Post-rebuttal Meta-Reviews
Meta-review # 1 (Primary)
- Please provide your assessment of the paper taking all information into account, including rebuttal. Highlight the key strengths and weaknesses of the paper, clarify how you reconciled contrasting review comments and scores, indicate if concerns were successfully addressed in the rebuttal, and provide a clear justification of your decision. If you disagree with some of the (meta)reviewer statements, you can indicate so in your meta-review. Please make sure that the authors, program chairs, and the public can understand the reason for your decision.

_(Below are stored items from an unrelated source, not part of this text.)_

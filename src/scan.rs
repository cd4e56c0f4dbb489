//! Directory scan: search a folder of images and stop at the first match.

use crate::matcher::SearchQuery;
use crate::pipeline::Highlighter;
use anyhow::{Context, Result};
use std::path::{Path, PathBuf};
use tracing::{info, warn};

const IMAGE_EXTENSIONS: &[&str] = &["jpg", "jpeg", "png"];

#[derive(Debug, Clone, PartialEq, Eq)]
pub struct ScanOutcome {
    /// Number of images examined before stopping.
    pub scanned: usize,
    pub total: usize,
    /// Source image and highlighted output of the first match.
    pub matched: Option<(PathBuf, PathBuf)>,
}

/// List `.jpg`, `.jpeg` and `.png` files (any case) in `dir`, sorted by path.
pub fn find_images(dir: &Path) -> Result<Vec<PathBuf>> {
    let mut images = Vec::new();
    for entry in std::fs::read_dir(dir).with_context(|| format!("Failed to read directory: {:?}", dir))? {
        let path = entry?.path();
        let is_image = path.is_file()
            && path
                .extension()
                .and_then(|e| e.to_str())
                .map(|e| IMAGE_EXTENSIONS.contains(&e.to_ascii_lowercase().as_str()))
                .unwrap_or(false);
        if is_image {
            images.push(path);
        }
    }
    images.sort();
    Ok(images)
}

/// Process `images` in order until one contains `query`.
///
/// Output goes to `output_dir/highlighted_<name>`. Images that fail are
/// logged and skipped.
pub fn scan_images(
    highlighter: &Highlighter,
    images: &[PathBuf],
    query: &SearchQuery,
    output_dir: &Path,
) -> ScanOutcome {
    let total = images.len();
    for (idx, image) in images.iter().enumerate() {
        let name = image
            .file_name()
            .map(|n| n.to_string_lossy().into_owned())
            .unwrap_or_default();
        info!("[{}/{}] Processing: {}", idx + 1, total, name);

        let output = output_dir.join(format!("highlighted_{}", name));
        match highlighter.highlight_file(image, query, &output) {
            Ok(true) => {
                info!("Text found in {}, saved to {:?}", name, output);
                return ScanOutcome {
                    scanned: idx + 1,
                    total,
                    matched: Some((image.clone(), output)),
                };
            }
            Ok(false) => info!("Text not found in {}", name),
            Err(e) => warn!("Error processing image {}: {}", name, e),
        }
    }

    ScanOutcome {
        scanned: total,
        total,
        matched: None,
    }
}

#[cfg(test)]
mod tests {
    use super::*;
    use crate::ocr::testing::WidthKeyedDetector;
    use crate::ocr::Detection;
    use image::{Rgb, RgbImage};
    use std::sync::Arc;
    use tempfile::TempDir;

    fn write_png(dir: &Path, name: &str, width: u32) -> PathBuf {
        let path = dir.join(name);
        RgbImage::from_pixel(width, 20, Rgb([255, 255, 255]))
            .save_with_format(&path, image::ImageFormat::Png)
            .unwrap();
        path
    }

    #[test]
    fn test_find_images_filters_and_sorts() {
        let dir = TempDir::new().unwrap();
        write_png(dir.path(), "b.PNG", 10);
        write_png(dir.path(), "a.jpeg", 10);
        std::fs::write(dir.path().join("notes.txt"), b"hi").unwrap();
        std::fs::create_dir(dir.path().join("sub.png")).unwrap();

        let names: Vec<String> = find_images(dir.path())
            .unwrap()
            .iter()
            .map(|p| p.file_name().unwrap().to_string_lossy().into_owned())
            .collect();
        assert_eq!(names, vec!["a.jpeg", "b.PNG"]);
    }

    #[test]
    fn test_find_images_missing_dir() {
        assert!(find_images(Path::new("/definitely/not/here")).is_err());
    }

    #[test]
    fn test_scan_stops_at_first_match() {
        let dir = TempDir::new().unwrap();
        let out = dir.path().join("Output");
        let images = vec![
            write_png(dir.path(), "1.png", 30),
            write_png(dir.path(), "2.png", 40),
            write_png(dir.path(), "3.png", 40),
        ];
        let detector = WidthKeyedDetector {
            by_width: vec![(40, vec![Detection::from_box(2.0, 2.0, 20.0, 10.0, "Total Due", 0.9)])],
        };
        let highlighter = Highlighter::new(Arc::new(detector));

        let query = SearchQuery::new("due").unwrap();
        let outcome = scan_images(&highlighter, &images, &query, &out);
        assert_eq!(outcome.scanned, 2);
        assert_eq!(outcome.total, 3);
        assert_eq!(
            outcome.matched,
            Some((images[1].clone(), out.join("highlighted_2.png")))
        );
        assert!(out.join("highlighted_2.png").exists());
        assert!(!out.join("highlighted_3.png").exists());
    }

    #[test]
    fn test_scan_without_match() {
        let dir = TempDir::new().unwrap();
        let images = vec![write_png(dir.path(), "1.png", 30)];
        let highlighter = Highlighter::new(Arc::new(WidthKeyedDetector { by_width: vec![] }));

        let query = SearchQuery::new("due").unwrap();
        let outcome = scan_images(&highlighter, &images, &query, &dir.path().join("Output"));
        assert_eq!(outcome.matched, None);
        assert_eq!(outcome.scanned, 1);
    }
}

Although an in-depth discussion of k should be provided in the final version, the authors have addressed most of the concerns in the rebuttal.
- After you have reviewed the rebuttal, please provide your final rating based on all reviews and the authors’ rebuttal.
Accept
- What is the rank of this paper among all your rebuttal papers? Use a number between 1 (best paper in your stack) and n (worst paper in your stack of n papers).
10
Meta-review #2
- Please provide your assessment of the paper taking all information into account, including rebuttal. Highlight the key strengths and weaknesses of the paper, clarify how you reconciled contrasting review comments and scores, indicate if concerns were successfully addressed in the rebuttal, and provide a clear justification of your decision. If you disagree with some of the (meta)reviewer statements, you can indicate so in your meta-review. Please make sure that the authors, program chairs, and the public can understand the reason for your decision.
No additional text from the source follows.